Betty Evans Grayson

Personal information
- Nickname: Bullet Betty
- Born: October 9, 1925 Portland, Oregon, United States
- Died: July 9, 1979 (aged 53)
- Education: Franklin High School

Sport
- Sport: Softball
- Position: Pitcher
- Team: Lind and Pomeroy Florists’ team Chicago Queens

= Betty Evans Grayson =

American softball pitcher (1925–1979)

Betty Evans Grayson (October 9, 1925 – July 9, 1979) was an American softball pitcher, nicknamed "Bullet Betty." She played for the Lind and Pomeroy Florists’ team and the Chicago Queens.

== Biography ==
Grayson was born as Betty Evans on October 9, 1925, in Portland, Oregon. Grayson was educated at Franklin High School, Portland, graduating in 1944.

Grayson began playing softball aged 13. She initially played for the Lind and Pomeroy Florists’ softball team in the Portland City League as an outfielder, then trained as a pitcher under her father's coaching. Grayson pitched in her first of six ASA nationals championships in 1943.

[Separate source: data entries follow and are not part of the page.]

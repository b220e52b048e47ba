//! Model integration crate for reviewlens.
//!
//! Provider-agnostic access to chat completions and text embeddings through
//! trait objects, so the pipeline can run against hosted services or test
//! doubles alike.
//!
//! # Providers
//! - **Azure OpenAI**: deployment-scoped chat and embeddings (default)
//! - **OpenAI**: public or OpenAI-compatible chat completions
//! - **Ollama**: local runtime
//!
//! # Example
//! ```no_run
//! use reviewlens_llm::{ChatRequest, LlmClient, providers::OllamaClient};
//!
//! # async fn example() -> Result<(), Box<dyn std::error::Error>> {
//! let client = OllamaClient::new();
//! let request = ChatRequest::new("llama3.2").with_user("Hello, world!");
//! let response = client.complete(&request).await?;
//! println!("{}", response.content);
//! # Ok(())
//! # }
//! ```

pub mod client;
pub mod embeddings;
pub mod factory;
pub mod providers;
pub mod types;

// Re-export main types
pub use client::{ChatMessage, ChatRequest, ChatResponse, ChatRole, LlmClient, LlmUsage};
pub use embeddings::{AzureEmbeddingClient, EmbeddingClient};
pub use factory::{create_client, create_embedding_client, http_client};
pub use providers::{AzureOpenAiClient, OllamaClient, OpenAiClient};
pub use types::ProviderType;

In 1944, Grayson won the ASA National Title in the Women's Major Fastpitch Tournament in Cleveland, Ohio with the Lind and Pomeroy Florists’ softball team. She "dominated" the mound with four no-hitters. For her performance, the Oregon Sportswriters and Broadcasters Association named her “Woman Athlete of the Year.” She was nicknamed "Bullet Betty."

After playing for the Lind and Pomeroy Florists’ softball team for seventeen years, Grayson signed to play for the Chicago Queens for three years. By the end of her career, Grayson had a 456-99 won-loss record with 51 no-hitters and three perfect games.

Grayson was inducted into the ASA National Softball Hall of Fame in 1959. She was inducted into the Oregon Sports Hall of Fame as a member of the Lind & Pomeroy Florists in 1982. She was inducted into the Portland Interscholastic League Hall of Fame in 1985.

Grayson worked outside of her softball career as a clerk in the city of Portland's license bureau.

Grayson died of breast cancer in 1979, aged 53.